У Абулхаира были, естественно, и личные расчеты искать подданства России: опираясь на российскую помощь и поддержку, укрепить свою власть в Младшем жузе, попытаться отвоевать у ойратов утраченные им владения в Южном Казахстане, возвратить из джунгарского плена родственников. В случае поражения он надеялся, что будет отныне «охранен Е. И. В. протекциею»34. Реакция Галдан-Цэрена на признание Абулхаиром, Самеке и другими казахскими владельцами российского подданства последовала быстро: опасаясь совместных действий со стороны России и казахских жузов, он вернул Абулхаиру находившихся в ойратском плену ханских жен, братьев и других родственников, поздравил казахского хана с этим знаменательным событием и сообщил, что отныне «желает быть в дружбе, а не в войне»35. Однако убедившись вскоре в отсутствии угрозы и не считаясь с фактом принятия Младшим, а затем и Средним жузом российского подданства, вновь двинул войска в казахскую Степь.

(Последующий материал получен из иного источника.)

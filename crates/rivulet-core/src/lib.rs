//! Dataflow engine core for rivulet.
//!
//! Steps are declared through [`workflow::WorkflowBuilder`], resolved into an
//! ordered step set, and executed by [`workflow::Engine`] on a bounded worker
//! pool. Every state transition is streamed back to the caller as a
//! [`workflow::StepRun`].

pub mod config;
pub mod workflow;
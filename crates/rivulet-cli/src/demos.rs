//! Built-in workflows for trying the engine from the command line.
//!
//! - `chain`: greeting -> shout -> exclaim
//! - `fanout`: seed -> {square, cube, double} -> total
//! - `counter`: a self-looping counter plus a step reading each count

use std::time::Duration;

use clap::ValueEnum;
use rivulet_core::workflow::step::StepResult;
use rivulet_core::workflow::{Parameter, StepError, StepInputs, StepSpec, Workflow, WorkflowError};
use rivulet_types::value::ValueType;
use serde_json::json;

#[derive(Debug, Clone, Copy, PartialEq, Eq, ValueEnum)]
pub enum Demo {
    Chain,
    Fanout,
    Counter,
}

impl Demo {
    pub fn build(self) -> Result<Workflow, WorkflowError> {
        match self {
            Demo::Chain => chain(),
            Demo::Fanout => fanout(),
            Demo::Counter => counter(),
        }
    }

    /// Step whose value is the demo's result.
    pub fn default_target(self) -> &'static str {
        match self {
            Demo::Chain => "exclaim",
            Demo::Fanout => "total",
            Demo::Counter => "count",
        }
    }
}

// ---------------------------------------------------------------------------
// chain
// ---------------------------------------------------------------------------

fn chain() -> Result<Workflow, WorkflowError> {
    Workflow::builder("chain")
        .step(
            StepSpec::new("greeting")
                .param(Parameter::input("name", ValueType::String).with_default(json!("world")))
                .output(ValueType::String)
                .handler(greeting),
        )
        .step(
            StepSpec::new("shout")
                .param(Parameter::from_step("text", ValueType::String, "greeting"))
                .output(ValueType::String)
                .handler(shout),
        )
        .step(
            StepSpec::new("exclaim")
                .param(Parameter::from_step("text", ValueType::String, "shout"))
                .output(ValueType::String)
                .handler(exclaim),
        )
        .build()
}

async fn greeting(inputs: StepInputs) -> StepResult {
    let name: String = inputs.parse("name")?;
    Ok(Some(json!(format!("hello {name}"))))
}

async fn shout(inputs: StepInputs) -> StepResult {
    let text: String = inputs.parse("text")?;
    Ok(Some(json!(text.to_uppercase())))
}

async fn exclaim(inputs: StepInputs) -> StepResult {
    let text: String = inputs.parse("text")?;
    Ok(Some(json!(format!("{text}!"))))
}

// ---------------------------------------------------------------------------
// fanout
// ---------------------------------------------------------------------------

fn fanout() -> Result<Workflow, WorkflowError> {
    let branch = |name: &str, power: u32| {
        StepSpec::new(name)
            .param(Parameter::from_step("n", ValueType::Integer, "seed"))
            .output(ValueType::Integer)
            .handler(move |inputs: StepInputs| async move {
                let n: i64 = inputs.parse("n")?;
                // Long enough for the branches to visibly overlap.
                tokio::time::sleep(Duration::from_millis(100)).await;
                Ok::<_, StepError>(Some(json!(n.pow(power))))
            })
    };

    Workflow::builder("fanout")
        .step(
            StepSpec::new("seed")
                .param(Parameter::input("n", ValueType::Integer).with_default(json!(3)))
                .output(ValueType::Integer)
                .handler(seed),
        )
        .step(branch("double", 1))
        .step(branch("square", 2))
        .step(branch("cube", 3))
        .step(
            StepSpec::new("total")
                .param(Parameter::from_step("double", ValueType::Integer, "double"))
                .param(Parameter::from_step("square", ValueType::Integer, "square"))
                .param(Parameter::from_step("cube", ValueType::Integer, "cube"))
                .output(ValueType::Integer)
                .handler(total),
        )
        .build()
}

async fn seed(inputs: StepInputs) -> StepResult {
    let n: i64 = inputs.parse("n")?;
    Ok(Some(json!(n)))
}

async fn total(inputs: StepInputs) -> StepResult {
    let double: i64 = inputs.parse("double")?;
    let square: i64 = inputs.parse("square")?;
    let cube: i64 = inputs.parse("cube")?;
    Ok(Some(json!(2 * double + square + cube)))
}

// ---------------------------------------------------------------------------
// counter
// ---------------------------------------------------------------------------

fn counter() -> Result<Workflow, WorkflowError> {
    Workflow::builder("counter")
        .step(
            StepSpec::new("count")
                .param(Parameter::feedback("prev", ValueType::Integer, json!(0)))
                .param(Parameter::input("limit", ValueType::Integer).with_default(json!(5)))
                .output(ValueType::Integer)
                .handler(count),
        )
        .step(
            StepSpec::new("parity")
                .param(Parameter::from_step("n", ValueType::Integer, "count"))
                .output(ValueType::String)
                .handler(parity),
        )
        .build()
}

async fn count(inputs: StepInputs) -> StepResult {
    let prev: i64 = inputs.parse("prev")?;
    let limit: i64 = inputs.parse("limit")?;
    Ok((prev < limit).then(|| json!(prev + 1)))
}

async fn parity(inputs: StepInputs) -> StepResult {
    let n: i64 = inputs.parse("n")?;
    let label = if n % 2 == 0 { "even" } else { "odd" };
    Ok(Some(json!(label)))
}

#[cfg(test)]
mod tests {
    use super::*;
    use rivulet_core::workflow::{Engine, RunOptions, StepRun};
    use rivulet_types::value::Variable;
    use std::sync::Arc;

    #[tokio::test]
    async fn chain_demo_produces_greeting() {
        let wf = Arc::new(Demo::Chain.build().unwrap());
        let value = Engine::default()
            .run_to_target(wf, "exclaim", vec![], RunOptions::default())
            .await
            .unwrap()
            .unwrap();
        assert_eq!(value.value, json!("HELLO WORLD!"));
    }

    #[tokio::test]
    async fn chain_demo_uses_supplied_name() {
        let wf = Arc::new(Demo::Chain.build().unwrap());
        let value = Engine::default()
            .run_to_target(
                wf,
                "exclaim",
                vec![Variable::initial("name", json!("rust"))],
                RunOptions::default(),
            )
            .await
            .unwrap()
            .unwrap();
        assert_eq!(value.value, json!("HELLO RUST!"));
    }

    #[tokio::test]
    async fn fanout_demo_joins_branches() {
        let wf = Arc::new(Demo::Fanout.build().unwrap());
        let value = Engine::default()
            .run_to_target(wf, "total", vec![], RunOptions::default())
            .await
            .unwrap()
            .unwrap();
        // 2*3 + 9 + 27
        assert_eq!(value.value, json!(42));
    }

    #[tokio::test]
    async fn counter_demo_counts_to_limit() {
        let wf = Arc::new(Demo::Counter.build().unwrap());
        let records = Engine::default()
            .collect(
                wf,
                None,
                vec![Variable::initial("limit", json!(3))],
                RunOptions::default(),
            )
            .await
            .unwrap();

        let counts: Vec<_> = records
            .iter()
            .filter_map(|r| match r {
                StepRun::Completed {
                    run,
                    value: Some(v),
                } if run.step == "count" => Some(v.value.clone()),
                _ => None,
            })
            .collect();
        assert_eq!(counts, vec![json!(1), json!(2), json!(3)]);

        let parities = records
            .iter()
            .filter(|r| r.step_name() == "parity" && r.value().is_some())
            .count();
        assert_eq!(parities, 3);
    }

    #[test]
    fn every_demo_builds_and_has_its_target() {
        for demo in Demo::value_variants() {
            let wf = demo.build().unwrap();
            assert!(wf.contains(demo.default_target()), "{demo:?}");
        }
    }
}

До 80-х годов XVII столетия Москва однозначно видела в Джунгарии противника и искала союзников для борьбы с ней среди казахских ханов и среднеазиатских правителей. После явственно обозначившейся угрозы российским владениям на Дальнем Востоке со стороны Цинской империи русское правительство начинает рассматривать Джунгарское ханство как своего потенциального союзника, как заслон на пути агрессивных устремлений Китая. Так, русский посол в Китае С. Л. Владиславич-Рагузинский в апреле 1728 года писал императору Петру II о необходимости установления дружественных отношений с новым правителем Джунгарии Галдан-Цэреном, «понеже контайша в соседстве счастливого вашего империя зело нужен и от китайцов не токмо оборона, но по случаю против их полезнейший союзник»36. Инструктируя в 1733 году вицегубернатора Иркутской провинции А. Бибикова, Коллегия иностранных дел обращала его внимание на то, что по отношению к Галдан-Цэрену «главнейший интерес российской состоит в том, чтоб оного каким способом склонять к подданству Российской империи... Ежели б с китайцы у России случилась иногда война, в такое время он, контойша, к союзу с Россиею зело полезен»37.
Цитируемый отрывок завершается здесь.